▸ **Task**
Only lines containing "bool" are wanted from the data below. Copy those lines.

[Stored data]
--- START ---

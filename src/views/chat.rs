use crate::endpoint::HttpChatEndpoint;
use crate::panel::{ConversationPanel, ConversationSurface};
use crate::types::ChatMessage;
use dioxus::events::Key;
use dioxus::prelude::*;
use std::rc::Rc;
use std::sync::Arc;

/// Panel surface over the view's signals. Message text reaches the page
/// only as text nodes, so it is escaped by the renderer.
#[derive(Clone, Copy)]
struct SignalChatSurface {
    input: Signal<String>,
    messages: Signal<Vec<ChatMessage>>,
    sending: Signal<bool>,
    input_el: Signal<Option<Rc<MountedData>>>,
    end_anchor: Signal<Option<Rc<MountedData>>>,
}

impl ConversationSurface for SignalChatSurface {
    fn input_text(&self) -> String {
        (*self.input.peek()).clone()
    }

    fn clear_input(&mut self) {
        self.input.set(String::new());
    }

    fn set_busy(&mut self, busy: bool) {
        self.sending.set(busy);
    }

    fn focus_input(&mut self) {
        if let Some(el) = (*self.input_el.peek()).clone() {
            spawn(async move {
                let _ = el.set_focus(true).await;
            });
        }
    }

    fn append_message(&mut self, message: ChatMessage) {
        self.messages.with_mut(|msgs| msgs.push(message));
    }

    fn scroll_to_bottom(&mut self) {
        if let Some(el) = (*self.end_anchor.peek()).clone() {
            spawn(async move {
                let _ = el.scroll_to(ScrollBehavior::Smooth).await;
            });
        }
    }
}

#[component]
pub fn ChatView(endpoint_url: String) -> Element {
    let messages = use_signal(Vec::<ChatMessage>::new);
    let mut input = use_signal(String::new);
    let sending = use_signal(|| false);
    let mut input_el = use_signal(|| Option::<Rc<MountedData>>::None);
    let mut end_anchor = use_signal(|| Option::<Rc<MountedData>>::None);
    let endpoint = use_signal(move || Arc::new(HttpChatEndpoint::new(endpoint_url)));

    let surface = SignalChatSurface {
        input,
        messages,
        sending,
        input_el,
        end_anchor,
    };

    let send_message = move || {
        if *sending.peek() {
            return;
        }
        let mut panel = ConversationPanel::new(surface, (*endpoint.peek()).clone());
        spawn(async move {
            panel.send_message().await;
        });
    };

    rsx! {
        div { class: "main-container",
            div { id: "chat-container", class: "chat-container",
                for msg in messages.read().iter() {
                    ChatBubble { message: msg.clone() }
                }
                div { onmounted: move |ev| end_anchor.set(Some(ev.data())) }
            }
            div { class: "composer",
                input {
                    id: "user-input",
                    r#type: "text",
                    placeholder: "Ask about payroll, PF/ESI, Form 16…",
                    value: "{input}",
                    disabled: sending(),
                    autofocus: true,
                    oninput: move |ev| input.set(ev.value()),
                    onmounted: move |ev| input_el.set(Some(ev.data())),
                    onkeydown: move |ev| {
                        if ev.key() == Key::Enter {
                            ev.prevent_default();
                            send_message();
                        }
                    },
                }
                button {
                    id: "send-btn",
                    class: "btn btn-primary",
                    r#type: "button",
                    disabled: sending(),
                    onclick: move |_| send_message(),
                    "Send"
                }
            }
        }
    }
}

#[component]
fn ChatBubble(message: ChatMessage) -> Element {
    let style = message.style();
    rsx! {
        div { class: "{style.row_class}",
            div { class: "{style.bubble_class}",
                strong { "{message.role.label()}:" }
                " {message.text}"
            }
        }
    }
}
//! Preference Store and OS theme signal collaborators.
//!
//! This module provides:
//! - [`PreferenceStore`], a synchronous string key-value store
//! - an in-memory store for tests and embedders
//! - a file-backed store that survives restarts (native)
//! - a `localStorage` store scoped to the page origin (wasm)
//! - [`OsThemeSignal`], the system "prefers dark" query

use std::collections::HashMap;
use std::path::{Path, PathBuf};
use std::{fs, io};

#[derive(Debug, thiserror::Error)]
pub enum PreferenceError {
    #[error("failed to create preference directory {path}: {source}")]
    CreateDir { path: PathBuf, source: io::Error },

    #[error("failed to write preference {key}: {source}")]
    Write { key: String, source: io::Error },

    #[error("localStorage is not available")]
    StorageUnavailable,

    #[error("failed to write preference {key} to localStorage: {message}")]
    Storage { key: String, message: String },
}

pub trait PreferenceStore {
    fn get(&self, key: &str) -> Option<String>;
    fn set(&mut self, key: &str, value: &str) -> Result<(), PreferenceError>;
}

#[derive(Clone, Debug, Default)]
pub struct MemoryPreferenceStore {
    values: HashMap<String, String>,
}

impl MemoryPreferenceStore {
    pub fn new() -> Self {
        Self::default()
    }

    pub fn with_value(key: &str, value: &str) -> Self {
        let mut store = Self::new();
        store.values.insert(key.to_string(), value.to_string());
        store
    }
}

impl PreferenceStore for MemoryPreferenceStore {
    fn get(&self, key: &str) -> Option<String> {
        self.values.get(key).cloned()
    }

    fn set(&mut self, key: &str, value: &str) -> Result<(), PreferenceError> {
        self.values.insert(key.to_string(), value.to_string());
        Ok(())
    }
}

// ============================================
// File-backed store (for native platforms)
// ============================================

/// One file per key under `dir`.
#[derive(Clone, Debug)]
pub struct FilePreferenceStore {
    dir: PathBuf,
}

impl FilePreferenceStore {
    pub fn new(dir: impl Into<PathBuf>) -> Self {
        Self { dir: dir.into() }
    }

    /// Per-user data directory, or `cache/prefs` when none is known.
    pub fn default_dir() -> PathBuf {
        if let Some(data_dir) = dirs::data_local_dir() {
            return data_dir.join("paydesk").join("prefs");
        }

        PathBuf::from("cache").join("prefs")
    }

    fn path_for(&self, key: &str) -> PathBuf {
        self.dir.join(format!("{}.pref", sanitize_key(key)))
    }
}

impl PreferenceStore for FilePreferenceStore {
    fn get(&self, key: &str) -> Option<String> {
        fs::read_to_string(self.path_for(key)).ok()
    }

    fn set(&mut self, key: &str, value: &str) -> Result<(), PreferenceError> {
        fs::create_dir_all(&self.dir).map_err(|source| PreferenceError::CreateDir {
            path: self.dir.clone(),
            source,
        })?;
        fs::write(self.path_for(key), value).map_err(|source| PreferenceError::Write {
            key: key.to_string(),
            source,
        })
    }
}

// ============================================
// localStorage store (for the web build)
// ============================================

/// Browser `localStorage`, shared by every page of the origin.
#[cfg(target_arch = "wasm32")]
#[derive(Clone, Copy, Debug, Default)]
pub struct LocalStoragePreferenceStore;

#[cfg(target_arch = "wasm32")]
impl LocalStoragePreferenceStore {
    fn storage() -> Option<web_sys::Storage> {
        web_sys::window().and_then(|window| window.local_storage().ok().flatten())
    }
}

#[cfg(target_arch = "wasm32")]
impl PreferenceStore for LocalStoragePreferenceStore {
    fn get(&self, key: &str) -> Option<String> {
        Self::storage()?.get_item(key).ok().flatten()
    }

    fn set(&mut self, key: &str, value: &str) -> Result<(), PreferenceError> {
        let storage = Self::storage().ok_or(PreferenceError::StorageUnavailable)?;
        storage
            .set_item(key, value)
            .map_err(|err| PreferenceError::Storage {
                key: key.to_string(),
                message: format!("{err:?}"),
            })
    }
}

/// The store that survives reloads on the current target.
#[cfg(not(target_arch = "wasm32"))]
pub type PlatformPreferenceStore = FilePreferenceStore;

#[cfg(target_arch = "wasm32")]
pub type PlatformPreferenceStore = LocalStoragePreferenceStore;

/// Opens the platform store. `data_dir` only matters on native targets.
#[cfg(not(target_arch = "wasm32"))]
pub fn platform_store(data_dir: &Path) -> PlatformPreferenceStore {
    FilePreferenceStore::new(data_dir)
}

#[cfg(target_arch = "wasm32")]
pub fn platform_store(_data_dir: &Path) -> PlatformPreferenceStore {
    LocalStoragePreferenceStore
}

/// Sanitize a preference key for filesystem use
fn sanitize_key(key: &str) -> String {
    key.chars()
        .map(|c| {
            if c.is_ascii_alphanumeric() || c == '-' || c == '_' {
                c
            } else {
                '_'
            }
        })
        .take(64)
        .collect()
}

// ============================================
// OS theme signal
// ============================================

/// The operating system's light/dark preference. Change notifications are
/// delivered by the host to the theme controller.
pub trait OsThemeSignal {
    fn prefers_dark(&self) -> bool;
}

/// A signal with a value fixed by configuration, for hosts without a
/// native query.
#[derive(Clone, Copy, Debug, Default, PartialEq, Eq)]
pub struct FixedOsTheme {
    pub prefers_dark: bool,
}

impl FixedOsTheme {
    pub fn new(prefers_dark: bool) -> Self {
        Self { prefers_dark }
    }
}

impl OsThemeSignal for FixedOsTheme {
    fn prefers_dark(&self) -> bool {
        self.prefers_dark
    }
}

--- END ---

▸ **Response box**
    sending: Signal<bool>,
    fn set_busy(&mut self, busy: bool) {
    fn prefers_dark(&self) -> bool;
    pub prefers_dark: bool,
    pub fn new(prefers_dark: bool) -> Self {
    fn prefers_dark(&self) -> bool {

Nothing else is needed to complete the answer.